Murmurs: Counties Sue State Over Distribution of Measure 110 Funds

In other news: State health care regulators flex muscle.

Oregon City Municipal Elevator. (Christine Dong)

COUNTIES SUE STATE OVER DISTRIBUTION OF MEASURE 110 FUNDS: Two of the state’s largest counties, Clackamas and Washington, filed a petition Oct. 14 asking the Oregon Court of Appeals to review the formula with which the state is distributing over $420 million in Measure 110 funds, mainly from cannabis taxes, to counties. The formula, created by the Measure 110 Oversight and Accountability Council, is also being used to distribute funding for new deflection programs. The complex formula takes into account a variety of factors beyond just population, such as “rurality” and poverty level, resulting in some counties feeling like they’ve been slighted. “Clackamas County is expected to serve the third-largest county by population in Oregon. Yet, the newly adopted formula puts Clackamas seventh,” Clackamas County Chair Tootie Smith wrote to the council in an August letter. OHA declined to give Washington County a copy of the spreadsheet “in a format that would show the equations actually used in the formula,” the petition says. It also accuses the state of skirting required rulemaking practices, which “has denied the [counties] and others the ability to participate in [a rulemaking] process and have its concerns about inequities in the grant distribution formula heard and possibly addressed,” the petition says.

STATE HEALTH CARE REGULATORS FLEX MUSCLE: The Oregon Health Authority has approved the sale of a chain of home health and hospice agencies, owned by Hillsboro-based Signature Healthcare, to an Idaho holding company. But the deal comes with strings attached.
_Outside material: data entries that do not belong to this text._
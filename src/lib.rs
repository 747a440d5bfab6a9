//! Viewprobe - widget hierarchy inspection for debugging.
//!
//! Viewprobe scans a live, in-process widget tree and pretty-prints it as a
//! text report: one line per widget, indented with branch glyphs reflecting
//! the tree shape, annotated with per-widget diagnostic findings (identifier,
//! size, visibility, focus, enablement, selection, text content, checked
//! state). The report is meant for engineers inspecting a running UI from
//! logs or test failures, without a debugger or screenshot.
//!
//! # Architecture
//!
//! - `widget`: the capability interface adapters implement for their toolkit
//! - `skip`: exclusion of configured widget ids and their subtrees
//! - `diagnostic`: pluggable per-widget analyzers producing findings
//! - `render`: the depth-first walk and branch-glyph line prefixes
//! - `probe`: configuration plus the failure-containing scan entry points
//! - `windows`: best-effort enumeration of all top-level roots
//!
//! Scans never mutate the inspected tree. A failure raised anywhere while
//! querying the tree aborts the rest of the traversal but keeps everything
//! rendered so far, with the failure message inserted at the top of the
//! report; partial output is worth more to a debugging engineer than a
//! clean error.
//!
//! # Example
//!
//! ```
//! use viewprobe::{Probe, Widget};
//!
//! struct Label;
//!
//! impl Widget for Label {
//!     fn type_name(&self) -> &str {
//!         "Label"
//!     }
//!
//!     fn width(&self) -> anyhow::Result<u32> {
//!         Ok(320)
//!     }
//!
//!     fn height(&self) -> anyhow::Result<u32> {
//!         Ok(48)
//!     }
//! }
//!
//! let report = Probe::new().scan(Some(&Label));
//! assert_eq!(report, "window-focus:false\n\u{a0}Label { 320x48px }\n");
//! ```

pub mod diagnostic;
pub mod probe;
pub mod render;
pub mod skip;
pub mod widget;
pub mod windows;

pub use diagnostic::{
    CheckedDiagnostic, Diagnosis, Diagnostic, DimensionDiagnostic, DisabledDiagnostic,
    FocusedDiagnostic, IdDiagnostic, SelectedDiagnostic, Severity, TextContentDiagnostic,
    VisibilityDiagnostic,
};
pub use probe::{ConfigError, Probe, ProbeBuilder};
pub use render::MAX_TREE_DEPTH;
pub use skip::SkipSet;
pub use widget::{CheckableWidget, TextWidget, Visibility, Widget, WidgetId};
pub use windows::{RootEnumerator, RootWindow};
The deal is being completed in six parts, divided by geography. In some of those places, “OHA has concerns about price/cost increases resulting from the transaction,” read the notices published Oct. 14. In those places, OHA ruled, Pennant Group Inc. must continue accepting Medicaid patients for five years and not leverage its increased market share by offering insurance companies all-or-nothing terms. The deal was reviewed by Health Care Market Oversight, a new program created to keep consolidation in the health care industry from resulting in increased prices and worsening care. The program is just beginning to flex its muscle, and its moves are being closely watched. The program’s biggest test, whether to approve the blockbuster purchase of Legacy Health by Oregon Health & Science University, still lies ahead.
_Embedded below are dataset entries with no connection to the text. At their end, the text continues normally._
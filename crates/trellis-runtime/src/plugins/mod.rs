//! Built-in plugins.
//!
//! Each built-in plugin lives behind a cargo feature and contributes its
//! descriptor to the link-time registration table, so enabling the feature
//! is all it takes for [`PluginRegistry::with_registered`] to see it.
//!
//! [`PluginRegistry::with_registered`]: trellis_core::plugin::PluginRegistry::with_registered

#[cfg(feature = "http-client")]
pub mod http_client;
//! Host application orchestration.
//!
//! [`Application`] ties the pieces together: it loads configuration, builds
//! the [`AppContext`] handed to plugins, drives the plugin lifecycle through
//! a [`PluginManager`], imports published plugin states into the
//! [`SharedState`] exposed to request handlers, and serves the HTTP router.
//!
//! # Quick start
//!
//! ```rust,ignore
//! use trellis_runtime::Application;
//!
//! let mut app = Application::builder()
//!     .router(my_router())
//!     .build()?;
//! app.setup()?;
//! app.run().await?;
//! ```

use std::sync::Arc;

use axum::{Extension, Router};
use tracing::{debug, info};
use trellis_core::plugin::PluginId;
use trellis_core::{AppContext, PluginManager};

use crate::builder::ApplicationBuilder;
use crate::config::RootConfig;
use crate::error::RuntimeResult;
use crate::server;
use crate::state::SharedState;

/// State key under which the application publishes its own configuration.
pub const CONFIG_STATE_KEY: &str = "config";

/// A configured host application.
///
/// Lifecycle, in order: [`setup`](Self::setup) (sync, validates and loads
/// every activated plugin), then [`run`](Self::run) (async, startup hooks,
/// serving, shutdown hooks). [`ApplicationBuilder`] produces one via
/// [`Application::builder`].
#[derive(Debug)]
pub struct Application {
    config: RootConfig,
    context: Arc<AppContext>,
    plugin_manager: PluginManager,
    state: SharedState,
    router: Router,
}

impl Application {
    /// Returns a builder for assembling an application.
    pub fn builder() -> ApplicationBuilder {
        ApplicationBuilder::new()
    }

    pub(crate) fn from_parts(
        config: RootConfig,
        context: Arc<AppContext>,
        plugin_manager: PluginManager,
        router: Router,
    ) -> Self {
        Self {
            config,
            context,
            plugin_manager,
            state: SharedState::new(),
            router,
        }
    }

    /// Returns the loaded configuration.
    pub fn config(&self) -> &RootConfig {
        &self.config
    }

    /// Returns the application context handed to plugins.
    pub fn context(&self) -> &Arc<AppContext> {
        &self.context
    }

    /// Returns the shared state store.
    pub fn state(&self) -> &SharedState {
        &self.state
    }

    /// Returns the plugin activation list, in processing order.
    pub fn plugin_activation(&self) -> &[PluginId] {
        self.plugin_manager.activation_list()
    }

    /// Validates and loads every activated plugin.
    ///
    /// Seeds the shared state with the application configuration under
    /// [`CONFIG_STATE_KEY`], then runs the load phase of the plugin
    /// lifecycle and imports whatever the plugins published. Fail-fast: any
    /// plugin failing validation or load aborts the whole setup.
    pub fn setup(&mut self) -> RuntimeResult<&mut Self> {
        info!(
            service = %self.config.application.service_name,
            environment = %self.config.application.environment,
            "Setting up application"
        );

        self.state
            .insert_value(CONFIG_STATE_KEY, self.config.clone())?;

        self.plugin_manager
            .attach_application_context(Arc::clone(&self.context))
            .load()?;
        self.import_plugin_states()?;

        Ok(self)
    }

    /// Runs the startup phase of the plugin lifecycle.
    pub async fn start(&mut self) -> RuntimeResult<&mut Self> {
        self.plugin_manager.trigger_startup().await?;
        self.import_plugin_states()?;
        Ok(self)
    }

    /// Runs the shutdown phase of the plugin lifecycle.
    ///
    /// Best-effort: individual plugin failures are logged, never raised.
    pub async fn stop(&mut self) {
        self.plugin_manager.trigger_shutdown().await;
        info!("Application stopped");
    }

    /// Runs the application until a shutdown signal is received.
    ///
    /// Equivalent to [`run_until`](Self::run_until) with the default signal
    /// handler (Ctrl+C, or SIGTERM on Unix).
    pub async fn run(&mut self) -> RuntimeResult<()> {
        self.run_until(server::wait_for_shutdown()).await
    }

    /// Runs the application until `shutdown` resolves.
    ///
    /// Triggers plugin startup, serves the router with the shared state
    /// attached as an [`Extension`], and triggers plugin shutdown once the
    /// server has drained.
    pub async fn run_until<F>(&mut self, shutdown: F) -> RuntimeResult<()>
    where
        F: std::future::Future<Output = ()> + Send + 'static,
    {
        self.start().await?;

        let router = self
            .router
            .clone()
            .layer(Extension(self.state.clone()));

        let result = server::serve(&self.config.server, router, shutdown).await;

        self.stop().await;
        result
    }

    /// Drains the plugin manager's accumulated states into the shared state.
    ///
    /// Each key is claimed exactly once across the application's lifetime;
    /// a collision with an existing shared-state entry is fatal.
    fn import_plugin_states(&mut self) -> RuntimeResult<()> {
        let states: Vec<_> = self.plugin_manager.states().values().cloned().collect();
        for plugin_state in states {
            debug!(key = plugin_state.key(), "Importing plugin state");
            self.state.insert(plugin_state)?;
        }
        self.plugin_manager.clear_states();
        Ok(())
    }
}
GLUT OF SHROOM GUIDES LEADS TO HOLD ON TRAINING: Synaptic Institute, one of two dozen schools in Oregon that train facilitators to lead psychedelic trips, says it is suspending its psilocybin training program because a glut of guides has made potential students wary of pursuing certification to do the work. “There’s a lot of underemployed facilitators right now,” Synaptic founder Matthew Hicks said in an email to his mailing list earlier this month. “So it’s not necessarily the best financial investment to spend eight, nine, $10,000, becoming a facilitator if you’re dependent on income from doing that work.” Psilocybin trips led by trained guides became legal in Oregon after voters passed Measure 109 in 2020. Since then, 417 guides have completed training at the schools and applied for licenses, and 356 have been approved, according to the Oregon Health Authority, which administers the psilocybin program. Synaptic will continue training licensed health care professionals who want to administer ketamine, Hicks said. Its clinic, where patients receive acupuncture, naturopathic mental health care, and therapy with ketamine and psilocybin, will also remain open. “It is a little heavy-hearted that we let the psilocybin program go,” Hicks said, “but we are confident that it is the right decision, and it’ll enable us to better fulfill our mission as a whole.”
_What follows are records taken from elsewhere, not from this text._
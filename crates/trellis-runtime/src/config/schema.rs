//! Configuration schema definitions.

use std::collections::HashMap;
use std::path::PathBuf;

use serde::{Deserialize, Serialize};
use serde_json::Value;
use trellis_core::plugin::PluginId;

/// Root configuration structure.
#[derive(Debug, Clone, Serialize, Deserialize, Default)]
pub struct RootConfig {
    /// Service identity, mainly used for reporting and monitoring.
    #[serde(default)]
    pub application: ApplicationConfig,

    /// HTTP server settings.
    #[serde(default)]
    pub server: ServerConfig,

    /// Development-only toggles.
    #[serde(default)]
    pub development: DevelopmentConfig,

    /// Logging settings.
    #[serde(default)]
    pub logging: LoggingConfig,

    /// Plugin activation list and per-plugin sections.
    #[serde(default)]
    pub plugins: PluginsConfig,
}

/// Service identity configuration.
#[derive(Debug, Clone, Serialize, Deserialize)]
pub struct ApplicationConfig {
    /// Service name.
    #[serde(default = "default_service_name")]
    pub service_name: String,

    /// Service namespace (grouping for monitoring).
    #[serde(default = "default_namespace")]
    pub service_namespace: String,

    /// Deployed environment.
    #[serde(default)]
    pub environment: Environment,

    /// One-line service description.
    #[serde(default)]
    pub description: String,

    /// Service version string.
    #[serde(default = "default_version")]
    pub version: String,

    /// Root path the service is mounted under (empty for `/`).
    #[serde(default)]
    pub root_path: String,
}

impl Default for ApplicationConfig {
    fn default() -> Self {
        Self {
            service_name: default_service_name(),
            service_namespace: default_namespace(),
            environment: Environment::default(),
            description: String::new(),
            version: default_version(),
            root_path: String::new(),
        }
    }
}

fn default_service_name() -> String {
    "trellis-service".to_string()
}

fn default_namespace() -> String {
    "default".to_string()
}

fn default_version() -> String {
    "0.1.0".to_string()
}

/// Deployment environment.
#[derive(Debug, Clone, Copy, PartialEq, Eq, Serialize, Deserialize, Default)]
#[serde(rename_all = "snake_case")]
pub enum Environment {
    /// Local development (default).
    #[default]
    Development,
    /// Pre-production staging.
    Staging,
    /// Production.
    Production,
}

impl Environment {
    /// Returns the environment name as a string.
    pub fn as_str(&self) -> &'static str {
        match self {
            Self::Development => "development",
            Self::Staging => "staging",
            Self::Production => "production",
        }
    }
}

impl std::fmt::Display for Environment {
    fn fmt(&self, f: &mut std::fmt::Formatter<'_>) -> std::fmt::Result {
        f.write_str(self.as_str())
    }
}

/// HTTP server configuration.
#[derive(Debug, Clone, Serialize, Deserialize)]
pub struct ServerConfig {
    /// Host address to bind to.
    #[serde(default = "default_host")]
    pub host: String,

    /// Port to listen on.
    #[serde(default = "default_port")]
    pub port: u16,
}

impl ServerConfig {
    /// Returns the `host:port` bind address.
    pub fn address(&self) -> String {
        format!("{}:{}", self.host, self.port)
    }
}

impl Default for ServerConfig {
    fn default() -> Self {
        Self {
            host: default_host(),
            port: default_port(),
        }
    }
}

fn default_host() -> String {
    "0.0.0.0".to_string()
}

fn default_port() -> u16 {
    8000
}

/// Development configuration.
#[derive(Debug, Clone, Serialize, Deserialize, Default)]
pub struct DevelopmentConfig {
    /// Debug mode: more verbose errors, no effect in production.
    #[serde(default)]
    pub debug: bool,
}

/// Log verbosity level.
#[derive(Debug, Clone, Copy, PartialEq, Eq, Serialize, Deserialize, Default)]
#[serde(rename_all = "snake_case")]
pub enum LogLevel {
    /// Trace level.
    Trace,
    /// Debug level.
    Debug,
    /// Info level (default).
    #[default]
    Info,
    /// Warn level.
    Warn,
    /// Error level.
    Error,
}

impl LogLevel {
    /// Returns the level as a lowercase string usable in filter directives.
    pub fn as_str(&self) -> &'static str {
        match self {
            Self::Trace => "trace",
            Self::Debug => "debug",
            Self::Info => "info",
            Self::Warn => "warn",
            Self::Error => "error",
        }
    }

    /// Converts to a `tracing` level.
    pub fn to_tracing_level(self) -> tracing::Level {
        match self {
            Self::Trace => tracing::Level::TRACE,
            Self::Debug => tracing::Level::DEBUG,
            Self::Info => tracing::Level::INFO,
            Self::Warn => tracing::Level::WARN,
            Self::Error => tracing::Level::ERROR,
        }
    }
}

impl std::fmt::Display for LogLevel {
    fn fmt(&self, f: &mut std::fmt::Formatter<'_>) -> std::fmt::Result {
        f.write_str(self.as_str())
    }
}

/// Log output format.
#[derive(Debug, Clone, Copy, PartialEq, Eq, Serialize, Deserialize, Default)]
#[serde(rename_all = "snake_case")]
pub enum LogFormat {
    /// Single-line compact output (default).
    #[default]
    Compact,
    /// Default `tracing` full output.
    Full,
    /// Multi-line human-oriented output.
    Pretty,
    /// Newline-delimited JSON (requires the `json-log` feature).
    Json,
}

/// Log output destination.
#[derive(Debug, Clone, Copy, PartialEq, Eq, Serialize, Deserialize, Default)]
#[serde(rename_all = "snake_case")]
pub enum LogOutput {
    /// Standard output (default).
    #[default]
    Stdout,
    /// Standard error.
    Stderr,
    /// A log file; requires `file_path`.
    File,
}

/// Logging configuration.
#[derive(Debug, Clone, Serialize, Deserialize, Default)]
pub struct LoggingConfig {
    /// Base log level.
    #[serde(default)]
    pub level: LogLevel,

    /// Output format.
    #[serde(default)]
    pub format: LogFormat,

    /// Output destination.
    #[serde(default)]
    pub output: LogOutput,

    /// Log file path when `output = "file"`.
    #[serde(default)]
    pub file_path: Option<PathBuf>,

    /// Per-module level overrides, e.g. `{ "trellis_core": "debug" }`.
    #[serde(default)]
    pub filters: HashMap<String, LogLevel>,
}

/// Plugin activation and per-plugin configuration.
///
/// ```toml
/// [plugins]
/// activate = ["http_client"]
///
/// [plugins.http_client]
/// timeout_secs = 30
/// ```
#[derive(Debug, Clone, Serialize, Deserialize, Default)]
pub struct PluginsConfig {
    /// Plugins to activate, in activation order.
    #[serde(default)]
    pub activate: Vec<PluginId>,

    /// Raw per-plugin sections, keyed by plugin name.
    #[serde(flatten)]
    pub sections: HashMap<String, Value>,
}

impl PluginsConfig {
    /// Returns the raw section for a plugin, if present.
    pub fn section(&self, id: PluginId) -> Option<&Value> {
        self.sections.get(id.as_str())
    }
}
BEAVERTON REHAB CLOSES AMID SEXUAL MISCONDUCT ALLEGATIONS AGAINST FOUNDER: Taylor Made Retreat, an addiction rehab program that has operated out of a repurposed Beaverton mansion since 2018, shut down earlier this summer amid sexual misconduct allegations against its manager and founder, former concert promoter Lowell MacGregor. A lawsuit filed yesterday in Multnomah County Circuit Court by a former client accuses MacGregor of “manipulating and sexually grooming her.” It accuses MacGregor of sexual battery and his nonprofit of negligence and fraud, and demands $4.5 million. MacGregor, in a series of emails with WW, said he was shocked by the allegations and called the situation “a nightmare.” MacGregor previously led a successful career as a music promoter—he booked shows for the Roseland and later toured with Pearl Jam in the early 2000s—before pivoting to focus on Christian festivals and addiction recovery. The complaint also names Taylor Made Retreat as a defendant, alleging the nonprofit was negligent for not preventing the assaults. “Taylor Made knew or, at a minimum, recklessly disregarded the truth that MacGregor was dangerous to female patients,” it says.